Capstone & LLVM
Capstone framework is based on the MC component of the LLVM compiler infrastructure, which among many stuffs has a disassembly engine inside called MCDisassembler. LLVM even has a tool named llvm-mc that can be used to disassemble input binary.
While Capstone reuses a part of MCDisassembler as its core (with quite a few of changes to adapt to our design), there is a major difference between them. Notably, Capstone is able to do whatever MCDisassembler can, but beyond that our engine can do more & do better in many aspects.

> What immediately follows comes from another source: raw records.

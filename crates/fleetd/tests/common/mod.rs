//! Shared fixtures for integration tests.
#![allow(dead_code)]

use std::net::SocketAddr;
use std::sync::Arc;
use std::sync::atomic::{AtomicUsize, Ordering};
use std::time::Duration;

use async_trait::async_trait;
use fleetd::api::AppState;
use fleetd::events::{ClientIdentity, EventHub, HubClient, HubSettings, RunMode};
use fleetd::host_api::{
    AuthHeader, CredentialResolver, HealthProbe, HostApi, HostApiError, HostApiResult, VmAction,
};
use fleetd::hosts::{HealthCheck, HostRecord, HostResources, HostStore, VirtualMachine};
use fleetd::orchestrator::{
    Backoff, ClientSettings, HostOperations, HostWebSocketManager, ReconciliationLoop,
};
use fleetd_protocol::payloads::PONG;
use fleetd_protocol::{EventMessage, EventType};
use futures::{SinkExt, StreamExt};
use serde_json::{Value, json};
use tokio::net::TcpListener;
use tokio::sync::{Mutex, Notify, broadcast, mpsc};
use tokio::task::JoinHandle;
use tokio_tungstenite::tungstenite::Message;
use tokio_util::sync::CancellationToken;

pub fn host(id: &str) -> HostRecord {
    let mut host = HostRecord::new(id, "127.0.0.1");
    host.port = Some(9);
    host
}

pub fn healthy_host(id: &str, vms: &[&str]) -> HostRecord {
    let mut host = host(id);
    host.set_healthy();
    host.virtual_machines = vms
        .iter()
        .map(|vm| VirtualMachine {
            id: vm.to_string(),
            state: "stopped".to_string(),
            ..Default::default()
        })
        .collect();
    host
}

pub fn running_hub() -> Arc<EventHub> {
    let hub = Arc::new(EventHub::new(HubSettings::default()));
    hub.initialize(RunMode::Api);
    hub
}

/// Register an in-process subscriber and swallow its welcome message.
pub async fn subscriber(hub: &EventHub, types: &[&str]) -> (String, mpsc::Receiver<EventMessage>) {
    let (client, mut rx) = HubClient::new(ClientIdentity::default(), None, 64);
    let response = hub
        .register_client(client, types.iter().map(|t| t.to_string()).collect())
        .await
        .unwrap();
    rx.recv().await.unwrap();
    (response.client_id, rx)
}

/// Next message whose text is `message`, skipping others.
pub async fn expect_message(rx: &mut mpsc::Receiver<EventMessage>, message: &str) -> EventMessage {
    tokio::time::timeout(Duration::from_secs(5), async {
        loop {
            let next = rx.recv().await.expect("hub closed the mailbox");
            if next.message == message {
                return next;
            }
        }
    })
    .await
    .unwrap_or_else(|_| panic!("no {message} message within 5s"))
}

pub fn fast_client_settings() -> ClientSettings {
    ClientSettings {
        handshake_timeout: Duration::from_millis(500),
        probe_timeout: Duration::from_millis(500),
        ping_interval: Duration::from_secs(30),
        backoff: Backoff::new(Duration::from_millis(20), Duration::from_millis(80)),
    }
}

pub struct NoCredentials;

#[async_trait]
impl CredentialResolver for NoCredentials {
    async fn resolve(&self, _host: &HostRecord) -> HostApiResult<Option<AuthHeader>> {
        Ok(None)
    }
}

/// Full router state over `store` and `api`. Background loops are not started.
pub fn app_state(
    hub: Arc<EventHub>,
    store: Arc<dyn HostStore>,
    api: Arc<ScriptedApi>,
    dev_mode: bool,
) -> AppState {
    let reconciler = Arc::new(ReconciliationLoop::new(
        store.clone(),
        api.clone(),
        Duration::from_secs(3600),
        CancellationToken::new(),
    ));
    let operations = Arc::new(HostOperations::new(
        store.clone(),
        api,
        reconciler.clone(),
    ));
    let connections = Arc::new(HostWebSocketManager::new(
        fast_client_settings(),
        Arc::new(NoCredentials),
        hub.clone(),
        CancellationToken::new(),
    ));
    AppState {
        hub,
        store,
        reconciler,
        operations,
        connections,
        dev_mode,
    }
}

// ============================================================================
// Scripted host API
// ============================================================================

/// In-memory [`HostApi`] that records which hosts were called.
#[derive(Default)]
pub struct ScriptedApi {
    pub calls: Mutex<Vec<(String, String)>>,
    pub health_calls: AtomicUsize,
    pub vms: Vec<VirtualMachine>,
    pub fail_hosts: Vec<String>,
    /// When set, `system_health` waits for a notification before answering.
    pub gate: Option<Arc<Notify>>,
}

impl ScriptedApi {
    async fn record(&self, host: &HostRecord, call: &str) {
        self.calls
            .lock()
            .await
            .push((host.id.clone(), call.to_string()));
    }

    pub async fn calls_for(&self, host_id: &str) -> Vec<String> {
        self.calls
            .lock()
            .await
            .iter()
            .filter(|(id, _)| id == host_id)
            .map(|(_, call)| call.clone())
            .collect()
    }

    fn fails(&self, host: &HostRecord) -> HostApiResult<()> {
        if self.fail_hosts.contains(&host.id) {
            return Err(HostApiError::Transport {
                url: host.base_url(),
                message: "connection refused".to_string(),
            });
        }
        Ok(())
    }
}

#[async_trait]
impl HostApi for ScriptedApi {
    async fn health_probe(&self, host: &HostRecord) -> HostApiResult<HealthProbe> {
        self.record(host, "health_probe").await;
        self.fails(host)?;
        Ok(HealthProbe {
            status: "ok".to_string(),
        })
    }

    async fn system_health(&self, host: &HostRecord) -> HostApiResult<HealthCheck> {
        self.record(host, "system_health").await;
        self.health_calls.fetch_add(1, Ordering::SeqCst);
        if let Some(gate) = &self.gate {
            gate.notified().await;
        }
        self.fails(host)?;
        Ok(HealthCheck {
            healthy: true,
            ..Default::default()
        })
    }

    async fn hardware_info(&self, host: &HostRecord) -> HostApiResult<HostResources> {
        self.record(host, "hardware_info").await;
        self.fails(host)?;
        Ok(HostResources {
            cpu_type: "x86_64".to_string(),
            cpu_brand: "Xeon".to_string(),
            ..Default::default()
        })
    }

    async fn virtual_machines(&self, host: &HostRecord) -> HostApiResult<Vec<VirtualMachine>> {
        self.record(host, "virtual_machines").await;
        self.fails(host)?;
        Ok(self.vms.clone())
    }

    async fn vm_action(
        &self,
        host: &HostRecord,
        vm_id: &str,
        action: VmAction,
    ) -> HostApiResult<Value> {
        self.record(host, &format!("{action} {vm_id}")).await;
        self.fails(host)?;
        Ok(json!({"id": vm_id, "operation": action.verb(), "status": "success"}))
    }

    async fn delete_vm(&self, host: &HostRecord, vm_id: &str) -> HostApiResult<()> {
        self.record(host, &format!("delete {vm_id}")).await;
        self.fails(host)
    }

    async fn catalog_cache(&self, host: &HostRecord) -> HostApiResult<Value> {
        self.record(host, "catalog_cache").await;
        self.fails(host)?;
        Ok(json!({"manifests": [], "total_size": 0}))
    }

    async fn delete_catalog_cache(
        &self,
        host: &HostRecord,
        catalog_id: Option<&str>,
        version: Option<&str>,
    ) -> HostApiResult<()> {
        let call = format!(
            "delete_catalog_cache {} {}",
            catalog_id.unwrap_or("*"),
            version.unwrap_or("*")
        );
        self.record(host, &call).await;
        self.fails(host)
    }
}

// ============================================================================
// Fake host event stream
// ============================================================================

#[derive(Debug, Clone, Copy, PartialEq, Eq)]
pub enum FakeHostMode {
    /// Every connection is upgraded and answers pings.
    Healthy,
    /// Only the first connection is upgraded; later ones are dropped
    /// mid-handshake.
    FailAfterFirst,
}

/// WebSocket server standing in for a host's `/v1/ws/subscribe` endpoint.
pub struct FakeHost {
    pub addr: SocketAddr,
    /// TCP connections accepted so far.
    pub accepted: Arc<AtomicUsize>,
    /// Highest number of rejected handshakes seen in flight at once.
    pub max_parallel_rejects: Arc<AtomicUsize>,
    push: broadcast::Sender<String>,
    task: JoinHandle<()>,
}

impl FakeHost {
    pub async fn start(mode: FakeHostMode) -> Self {
        let listener = TcpListener::bind("127.0.0.1:0").await.unwrap();
        let addr = listener.local_addr().unwrap();
        let accepted = Arc::new(AtomicUsize::new(0));
        let max_parallel_rejects = Arc::new(AtomicUsize::new(0));
        let rejecting = Arc::new(AtomicUsize::new(0));
        let (push, _) = broadcast::channel::<String>(64);

        let task = {
            let accepted = accepted.clone();
            let max_parallel_rejects = max_parallel_rejects.clone();
            let push = push.clone();
            tokio::spawn(async move {
                while let Ok((stream, _)) = listener.accept().await {
                    let seen = accepted.fetch_add(1, Ordering::SeqCst);
                    if mode == FakeHostMode::FailAfterFirst && seen > 0 {
                        let rejecting = rejecting.clone();
                        let max = max_parallel_rejects.clone();
                        tokio::spawn(async move {
                            let now = rejecting.fetch_add(1, Ordering::SeqCst) + 1;
                            max.fetch_max(now, Ordering::SeqCst);
                            tokio::time::sleep(Duration::from_millis(30)).await;
                            drop(stream);
                            rejecting.fetch_sub(1, Ordering::SeqCst);
                        });
                        continue;
                    }

                    let mut pushed = push.subscribe();
                    tokio::spawn(async move {
                        let Ok(socket) = tokio_tungstenite::accept_async(stream).await else {
                            return;
                        };
                        let (mut tx, mut rx) = socket.split();
                        loop {
                            tokio::select! {
                                frame = rx.next() => match frame {
                                    Some(Ok(Message::Text(text))) if text.as_str().contains("ping") => {
                                        let pong = EventMessage::new(EventType::Health, PONG);
                                        let reply = serde_json::to_string(&pong).unwrap();
                                        if tx.send(Message::Text(reply.into())).await.is_err() {
                                            break;
                                        }
                                    }
                                    Some(Ok(Message::Close(_))) | Some(Err(_)) | None => break,
                                    Some(Ok(_)) => {}
                                },
                                text = pushed.recv() => match text {
                                    Ok(text) => {
                                        if tx.send(Message::Text(text.into())).await.is_err() {
                                            break;
                                        }
                                    }
                                    Err(broadcast::error::RecvError::Lagged(_)) => {}
                                    Err(broadcast::error::RecvError::Closed) => break,
                                },
                            }
                        }
                    });
                }
            })
        };

        Self {
            addr,
            accepted,
            max_parallel_rejects,
            push,
            task,
        }
    }

    /// Host record pointing at this server.
    pub fn record(&self, id: &str) -> HostRecord {
        let mut host = HostRecord::new(id, self.addr.ip().to_string());
        host.port = Some(self.addr.port());
        host
    }

    /// Send a frame to every open stream.
    pub fn push(&self, message: &EventMessage) {
        let _ = self.push.send(serde_json::to_string(message).unwrap());
    }

    pub fn push_raw(&self, text: &str) {
        let _ = self.push.send(text.to_string());
    }

    pub fn accepted(&self) -> usize {
        self.accepted.load(Ordering::SeqCst)
    }
}

impl Drop for FakeHost {
    fn drop(&mut self) {
        self.task.abort();
    }
}

/// Poll `check` until it holds or five seconds pass.
pub async fn eventually<F, Fut>(mut check: F) -> bool
where
    F: FnMut() -> Fut,
    Fut: std::future::Future<Output = bool>,
{
    let deadline = tokio::time::Instant::now() + Duration::from_secs(5);
    while tokio::time::Instant::now() < deadline {
        if check().await {
            return true;
        }
        tokio::time::sleep(Duration::from_millis(10)).await;
    }
    false
}
//! Event envelope and topic names.

use std::fmt;
use std::str::FromStr;

use chrono::{DateTime, Utc};
use serde::{Deserialize, Deserializer, Serialize, Serializer};
use serde_json::Value;

// ============================================================================
// Event types
// ============================================================================

/// Routing key for pub/sub delivery.
#[derive(Debug, Clone, Copy, PartialEq, Eq, Hash, PartialOrd, Ord)]
pub enum EventType {
    /// Every subscriber is implicitly subscribed to this topic.
    Global,
    System,
    Vm,
    Host,
    Pdfm,
    Orchestrator,
    Health,
    Stats,
    SystemLogs,
}

impl EventType {
    pub const ALL: [EventType; 9] = [
        EventType::Global,
        EventType::System,
        EventType::Vm,
        EventType::Host,
        EventType::Pdfm,
        EventType::Orchestrator,
        EventType::Health,
        EventType::Stats,
        EventType::SystemLogs,
    ];

    pub fn as_str(&self) -> &'static str {
        match self {
            EventType::Global => "global",
            EventType::System => "system",
            EventType::Vm => "vm",
            EventType::Host => "host",
            EventType::Pdfm => "pdfm",
            EventType::Orchestrator => "orchestrator",
            EventType::Health => "health",
            EventType::Stats => "stats",
            EventType::SystemLogs => "system_logs",
        }
    }

    /// Comma separated list of every valid topic name.
    pub fn valid_names() -> String {
        Self::ALL
            .iter()
            .map(|t| t.as_str())
            .collect::<Vec<_>>()
            .join(", ")
    }
}

impl fmt::Display for EventType {
    fn fmt(&self, f: &mut fmt::Formatter<'_>) -> fmt::Result {
        f.write_str(self.as_str())
    }
}

/// Returned when a topic name is not recognised.
#[derive(Debug, Clone, PartialEq, Eq)]
pub struct UnknownEventType(pub String);

impl fmt::Display for UnknownEventType {
    fn fmt(&self, f: &mut fmt::Formatter<'_>) -> fmt::Result {
        write!(f, "unknown event type '{}'", self.0)
    }
}

impl std::error::Error for UnknownEventType {}

impl FromStr for EventType {
    type Err = UnknownEventType;

    fn from_str(s: &str) -> Result<Self, Self::Err> {
        let normalized = s.trim().to_ascii_lowercase();
        Self::ALL
            .iter()
            .copied()
            .find(|t| t.as_str() == normalized)
            .ok_or_else(|| UnknownEventType(s.trim().to_string()))
    }
}

impl Serialize for EventType {
    fn serialize<S: Serializer>(&self, serializer: S) -> Result<S::Ok, S::Error> {
        serializer.serialize_str(self.as_str())
    }
}

impl<'de> Deserialize<'de> for EventType {
    fn deserialize<D: Deserializer<'de>>(deserializer: D) -> Result<Self, D::Error> {
        let raw = String::deserialize(deserializer)?;
        raw.parse().map_err(serde::de::Error::custom)
    }
}

/// Result of parsing a list of topic names where some entries were invalid.
#[derive(Debug, Clone, PartialEq, Eq)]
pub struct ParseEventTypesError {
    /// Topics that parsed successfully, in request order without duplicates.
    pub valid: Vec<EventType>,
    /// Names that did not match any topic.
    pub invalid: Vec<String>,
}

impl fmt::Display for ParseEventTypesError {
    fn fmt(&self, f: &mut fmt::Formatter<'_>) -> fmt::Result {
        write!(
            f,
            "invalid event types: {}. Valid types are: {}",
            self.invalid.join(", "),
            EventType::valid_names()
        )
    }
}

impl std::error::Error for ParseEventTypesError {}

/// Parse topic names, trimming whitespace and ignoring case and empty entries.
pub fn parse_event_types<I, S>(names: I) -> Result<Vec<EventType>, ParseEventTypesError>
where
    I: IntoIterator<Item = S>,
    S: AsRef<str>,
{
    let mut valid = Vec::new();
    let mut invalid = Vec::new();
    for name in names {
        let name = name.as_ref().trim();
        if name.is_empty() {
            continue;
        }
        match name.parse::<EventType>() {
            Ok(t) if !valid.contains(&t) => valid.push(t),
            Ok(_) => {}
            Err(e) => invalid.push(e.0),
        }
    }
    if invalid.is_empty() {
        Ok(valid)
    } else {
        Err(ParseEventTypesError { valid, invalid })
    }
}

// ============================================================================
// Envelope
// ============================================================================

/// JSON envelope exchanged with hosts and subscribers.
#[derive(Debug, Clone, PartialEq, Serialize, Deserialize)]
pub struct EventMessage {
    #[serde(default = "new_message_id")]
    pub id: String,

    /// Topic. Older hosts send this as `event_type`.
    #[serde(rename = "type", alias = "event_type")]
    pub event_type: EventType,

    #[serde(default = "Utc::now")]
    pub timestamp: DateTime<Utc>,

    #[serde(default)]
    pub message: String,

    #[serde(default, skip_serializing_if = "Value::is_null")]
    pub body: Value,

    /// When set, the message goes to this subscriber only.
    #[serde(default, skip_serializing_if = "Option::is_none")]
    pub client_id: Option<String>,

    /// Correlates a reply with the request that caused it.
    #[serde(default, skip_serializing_if = "Option::is_none")]
    pub ref_id: Option<String>,
}

fn new_message_id() -> String {
    uuid::Uuid::new_v4().to_string()
}

impl EventMessage {
    pub fn new(event_type: EventType, message: impl Into<String>) -> Self {
        Self {
            id: new_message_id(),
            event_type,
            timestamp: Utc::now(),
            message: message.into(),
            body: Value::Null,
            client_id: None,
            ref_id: None,
        }
    }

    pub fn with_body(mut self, body: impl Serialize) -> Self {
        self.body = serde_json::to_value(body).unwrap_or(Value::Null);
        self
    }

    pub fn for_client(mut self, client_id: impl Into<String>) -> Self {
        self.client_id = Some(client_id.into());
        self
    }

    pub fn with_ref(mut self, ref_id: impl Into<String>) -> Self {
        self.ref_id = Some(ref_id.into());
        self
    }

    /// Whether this message is addressed to a single subscriber.
    pub fn is_unicast(&self) -> bool {
        self.client_id.as_deref().is_some_and(|id| !id.is_empty())
    }

    /// Serialize for the wire.
    pub fn to_json(&self) -> String {
        // Serializing a struct of strings and a Value cannot fail.
        serde_json::to_string(self).unwrap_or_default()
    }
}

#[cfg(test)]
mod tests {
    use super::*;

    #[test]
    fn event_type_parsing_is_trimmed_and_case_insensitive() {
        assert_eq!(" VM ".parse::<EventType>().unwrap(), EventType::Vm);
        assert_eq!(
            "System_Logs".parse::<EventType>().unwrap(),
            EventType::SystemLogs
        );
        assert!("vms".parse::<EventType>().is_err());
    }

    #[test]
    fn parse_event_types_splits_valid_and_invalid() {
        let err = parse_event_types(["vm", "bogus", "HOST", "vm", ""]).unwrap_err();
        assert_eq!(err.valid, vec![EventType::Vm, EventType::Host]);
        assert_eq!(err.invalid, vec!["bogus".to_string()]);
        assert!(err.to_string().contains("system_logs"));

        let ok = parse_event_types("health,stats".split(',')).unwrap();
        assert_eq!(ok, vec![EventType::Health, EventType::Stats]);
    }

    #[test]
    fn envelope_accepts_legacy_event_type_key() {
        let raw = r#"{"event_type":"health","message":"pong"}"#;
        let msg: EventMessage = serde_json::from_str(raw).unwrap();
        assert_eq!(msg.event_type, EventType::Health);
        assert_eq!(msg.message, "pong");
        assert!(!msg.id.is_empty());
        assert!(!msg.is_unicast());
    }

    #[test]
    fn envelope_omits_empty_optionals() {
        let msg = EventMessage::new(EventType::Vm, "hello");
        let json: Value = serde_json::from_str(&msg.to_json()).unwrap();
        assert_eq!(json["type"], "vm");
        assert!(json.get("client_id").is_none());
        assert!(json.get("body").is_none());

        let msg = msg.for_client("abc").with_ref("req-1");
        assert!(msg.is_unicast());
        let json: Value = serde_json::from_str(&msg.to_json()).unwrap();
        assert_eq!(json["client_id"], "abc");
        assert_eq!(json["ref_id"], "req-1");
    }
}
//! Host records and the store that holds them.

mod models;
mod store;

pub use models::{
    HealthCheck, HostAuthentication, HostRecord, HostResourceItem, HostResources, HostState,
    ServiceHealth, VirtualMachine,
};
pub use store::{HostStore, JsonFileHostStore, MemoryHostStore, StoreError, StoreResult};
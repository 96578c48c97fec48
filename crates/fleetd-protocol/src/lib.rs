//! Wire types shared by fleetd, the hosts it manages and its event subscribers.
//!
//! ```text
//! Host --[WS: EventMessage]--> fleetd --[WS: EventMessage]--> Subscribers
//! ```
//!
//! The same JSON envelope travels in both directions. Routing is by
//! [`EventType`]; an envelope with `client_id` set is addressed to one
//! subscriber only.

pub mod events;
pub mod payloads;
pub mod stats;

pub use events::{EventMessage, EventType, ParseEventTypesError, parse_event_types};
pub use payloads::{ConnectResponse, UnsubscribeRequest, UnsubscribeResponse};
pub use stats::{ClientInfo, HubStats};
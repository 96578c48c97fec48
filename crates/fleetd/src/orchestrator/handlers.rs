//! Handlers for events pushed by hosts.

use std::sync::Arc;

use async_trait::async_trait;
use fleetd_protocol::payloads::{
    HOST_LOGS_UPDATE, HOST_STATS_UPDATE, HOST_VM_ADDED, HOST_VM_REMOVED, HOST_VM_STATE_CHANGED,
    HOST_VM_UPDATED, HostLogsUpdate, HostStatsUpdate, HostVmEvent, PONG, VM_ADDED, VM_REMOVED,
    VM_STATE_CHANGED, VM_UPDATED,
};
use fleetd_protocol::{EventMessage, EventType};
use log::{debug, info, warn};
use serde::Deserialize;
use serde::de::DeserializeOwned;

use super::dispatch::HostEventHandler;
use crate::events::EventHub;
use crate::hosts::{HostRecord, HostStore, VirtualMachine};

/// Marks a host healthy when it answers a heartbeat.
pub struct HostHealthHandler {
    store: Arc<dyn HostStore>,
}

impl HostHealthHandler {
    pub fn new(store: Arc<dyn HostStore>) -> Self {
        Self { store }
    }
}

#[async_trait]
impl HostEventHandler for HostHealthHandler {
    async fn handle(&self, host_id: &str, _event_type: EventType, payload: &EventMessage) {
        if payload.message != PONG {
            return;
        }
        let mut host = match self.store.get(host_id).await {
            Ok(Some(host)) => host,
            Ok(None) => return,
            Err(err) => {
                warn!("loading host {} after pong failed: {}", host_id, err);
                return;
            }
        };
        if host.is_healthy() {
            return;
        }
        host.set_healthy();
        match self.store.update(host).await {
            Ok(_) => info!("host {} answered heartbeat, marked healthy", host_id),
            Err(err) => warn!("marking host {} healthy failed: {}", host_id, err),
        }
    }
}

/// Re-publishes host log lines to subscribers.
pub struct HostLogsHandler {
    hub: Arc<EventHub>,
}

impl HostLogsHandler {
    pub fn new(hub: Arc<EventHub>) -> Self {
        Self { hub }
    }
}

#[async_trait]
impl HostEventHandler for HostLogsHandler {
    async fn handle(&self, host_id: &str, _event_type: EventType, payload: &EventMessage) {
        let body = HostLogsUpdate {
            host_id: host_id.to_string(),
            log: payload.body.clone(),
        };
        publish(&self.hub, HOST_LOGS_UPDATE, body).await;
    }
}

/// Re-publishes host resource statistics to subscribers.
pub struct HostStatsHandler {
    hub: Arc<EventHub>,
}

impl HostStatsHandler {
    pub fn new(hub: Arc<EventHub>) -> Self {
        Self { hub }
    }
}

#[async_trait]
impl HostEventHandler for HostStatsHandler {
    async fn handle(&self, host_id: &str, _event_type: EventType, payload: &EventMessage) {
        let body = HostStatsUpdate {
            host_id: host_id.to_string(),
            stats: payload.body.clone(),
        };
        publish(&self.hub, HOST_STATS_UPDATE, body).await;
    }
}

#[derive(Debug, Deserialize)]
struct VmStateChange {
    vm_id: String,
    #[serde(default)]
    previous_state: String,
    current_state: String,
}

/// Body of both `VM_ADDED` and `VM_UPDATED`.
#[derive(Debug, Deserialize)]
struct VmSnapshot {
    vm_id: String,
    new_vm: VirtualMachine,
}

#[derive(Debug, Deserialize)]
struct VmRemoved {
    vm_id: String,
}

/// Keeps the cached VM list in the store in step with hypervisor events and
/// forwards them to subscribers.
pub struct HostVmEventHandler {
    store: Arc<dyn HostStore>,
    hub: Arc<EventHub>,
}

impl HostVmEventHandler {
    pub fn new(store: Arc<dyn HostStore>, hub: Arc<EventHub>) -> Self {
        Self { store, hub }
    }

    async fn update_host(
        &self,
        host_id: &str,
        change: impl FnOnce(&mut HostRecord) -> bool,
    ) -> bool {
        let mut host = match self.store.get(host_id).await {
            Ok(Some(host)) => host,
            Ok(None) => {
                warn!("VM event for unknown host {}", host_id);
                return false;
            }
            Err(err) => {
                warn!("loading host {} for VM event failed: {}", host_id, err);
                return false;
            }
        };
        if !change(&mut host) {
            return false;
        }
        match self.store.update(host).await {
            Ok(_) => true,
            Err(err) => {
                warn!("saving VM change of host {} failed: {}", host_id, err);
                false
            }
        }
    }
}

fn parse_body<T: DeserializeOwned>(host_id: &str, payload: &EventMessage) -> Option<T> {
    match serde_json::from_value(payload.body.clone()) {
        Ok(body) => Some(body),
        Err(err) => {
            warn!(
                "malformed {} body from host {}: {}",
                payload.message, host_id, err
            );
            None
        }
    }
}

#[async_trait]
impl HostEventHandler for HostVmEventHandler {
    async fn handle(&self, host_id: &str, _event_type: EventType, payload: &EventMessage) {
        let forwarded = match payload.message.as_str() {
            VM_STATE_CHANGED => {
                let Some(change) = parse_body::<VmStateChange>(host_id, payload) else {
                    return;
                };
                debug!(
                    "host {} VM {}: {} -> {}",
                    host_id, change.vm_id, change.previous_state, change.current_state
                );
                self.update_host(host_id, |host| {
                    match host.virtual_machines.iter_mut().find(|vm| vm.id == change.vm_id) {
                        Some(vm) => {
                            vm.state = change.current_state.clone();
                            true
                        }
                        None => {
                            warn!("VM {} not found on host {}", change.vm_id, host_id);
                            false
                        }
                    }
                })
                .await;
                HOST_VM_STATE_CHANGED
            }
            VM_ADDED => {
                let Some(added) = parse_body::<VmSnapshot>(host_id, payload) else {
                    return;
                };
                self.update_host(host_id, |host| {
                    let vm = host.tag_vm(added.new_vm);
                    host.virtual_machines.retain(|existing| existing.id != added.vm_id);
                    host.virtual_machines.push(vm);
                    true
                })
                .await;
                HOST_VM_ADDED
            }
            VM_REMOVED => {
                let Some(removed) = parse_body::<VmRemoved>(host_id, payload) else {
                    return;
                };
                self.update_host(host_id, |host| {
                    let before = host.virtual_machines.len();
                    host.virtual_machines.retain(|vm| vm.id != removed.vm_id);
                    host.virtual_machines.len() != before
                })
                .await;
                HOST_VM_REMOVED
            }
            VM_UPDATED => {
                let Some(updated) = parse_body::<VmSnapshot>(host_id, payload) else {
                    return;
                };
                self.update_host(host_id, |host| {
                    let vm = host.tag_vm(updated.new_vm);
                    match host.virtual_machines.iter_mut().find(|v| v.id == updated.vm_id) {
                        Some(existing) => *existing = vm,
                        None => {
                            debug!("updated VM {} was unknown on host {}", updated.vm_id, host_id);
                            host.virtual_machines.push(vm);
                        }
                    }
                    true
                })
                .await;
                HOST_VM_UPDATED
            }
            other => {
                debug!("ignoring {} event from host {}", other, host_id);
                return;
            }
        };

        let event = match serde_json::to_value(payload) {
            Ok(event) => event,
            Err(err) => {
                warn!("encoding VM event of host {} failed: {}", host_id, err);
                return;
            }
        };
        let body = HostVmEvent {
            host_id: host_id.to_string(),
            event,
        };
        publish(&self.hub, forwarded, body).await;
    }
}

async fn publish(hub: &EventHub, message: &str, body: impl serde::Serialize) {
    if let Err(err) = hub.send_to_type(EventType::Orchestrator, message, body).await {
        debug!("not publishing {}: {}", message, err);
    }
}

The section below highlights the areas where Capstone shines.
-
llvm-mc is a tool, not a framework, so unlike Capstone, we cannot specify the address of binary code, number of instructions we want to parse, etc. In return, we cannot get back the number of successfully disassembled instructions, or have detail error reported on failure.
-
From inside applications, calling to llvm-mc tool to disassemble binary code is possible, but this is extremely expensive due to extra resource needed to launch an external process. Performance overhead would be significantly high too, especially when we need to disassemble multiple code at the same time.
-
Given an input binary, llvm-mc can only provide a string of disassembly. Meanwhile, Capstone offers a lot more data including (but not limited to) instruction ID, implicit registerers read/written, semantic instruction groups, details on operands and so on. These kind of information is invaluable for advanced binary analysis. Needless to say, Capstone is the only framework (that we are aware of) can do this across all of 5 architectures it supports at the moment (version 2.0).
-
Capstone does everything it can to reverse the input code, making life very simple for applications. All application need to do is to tell the engine the architecture & mode of binary code, and Capstone will do the rest. In contrast, with llvm-mc we must know in advance what kind of code we are dealing with, which is a dilemma. For example, to disassemble the ARM’s sdiv instruction, we need to explicitly turn on the hwdiv-arm feature like below, otherwise llvm-mc would report invalid encoding error.
-
Internally, MCDisassembler is not designed to be thread-safe. This is understandable since there is no need for concurrent processing inside LLVM core, at least regarding disassembling. In contrast, from day 1 Capstone was designed to guarantee applications can safely execute multiple engines at the same time, even with different architectures & modes.
-
MCDisassembler is huge in size. In contrast, Capstone is much more compact since we reimplemented all the dependent layers of LLVM to remove unneeded code. Besides, users can even choose which architectures to compile in to tailor the library to their need. Future versions will continue this path by introducing more finer-granularity options to further reduce the binary size.
-
MCDisassembler is not designed to be used in restricted environments such as kernel or firmware. In contrast, Capstone has flexibility to restructure itself for these platforms. Coupling with much smaller size, Capstone is practical to be embedded anywhere.
-
LLVM is implemented in C++, but Capstone is implemented in pure C, making it much easier to be adopted by low-level tools. A rich list of efficient bindings - 7 languages have been supported in 2.0 - lowers the barrier even more for every user.
-
Malware implement a lot of low-level tricks to fool disassemblers. Because MCDisassembler is built only for the internal usage of LLVM, solid resistance against malware attacks is never be the issue. In contrast, being designed towards reversing & security analysis, this is the top priority for Capstone. At the moment, Capstone can handle quite a lot of tricky X86 undocumented instructions that are not supported by LLVM.
-
Capstone has more optimisation towards disassembling tasks. We even introduced some APIs to support this (more documentation).
-
Capstone can handle some hardware modes that LLVM does not due to some reasons. For example, at the time of this writing (version 2.0), our framework can disassemble Big-Endian modes of Arm & Arm64, but LLVM does not.
-
Capstone supports other architectures that do not come from LLVM, such as M68K.
With all that said, LLVM is an awesome project, which Capstone was born from. However, Capstone is not just LLVM, but offering a lot more because it has been designed & implemented especially for disassembling/reversing to answer the demand of security community.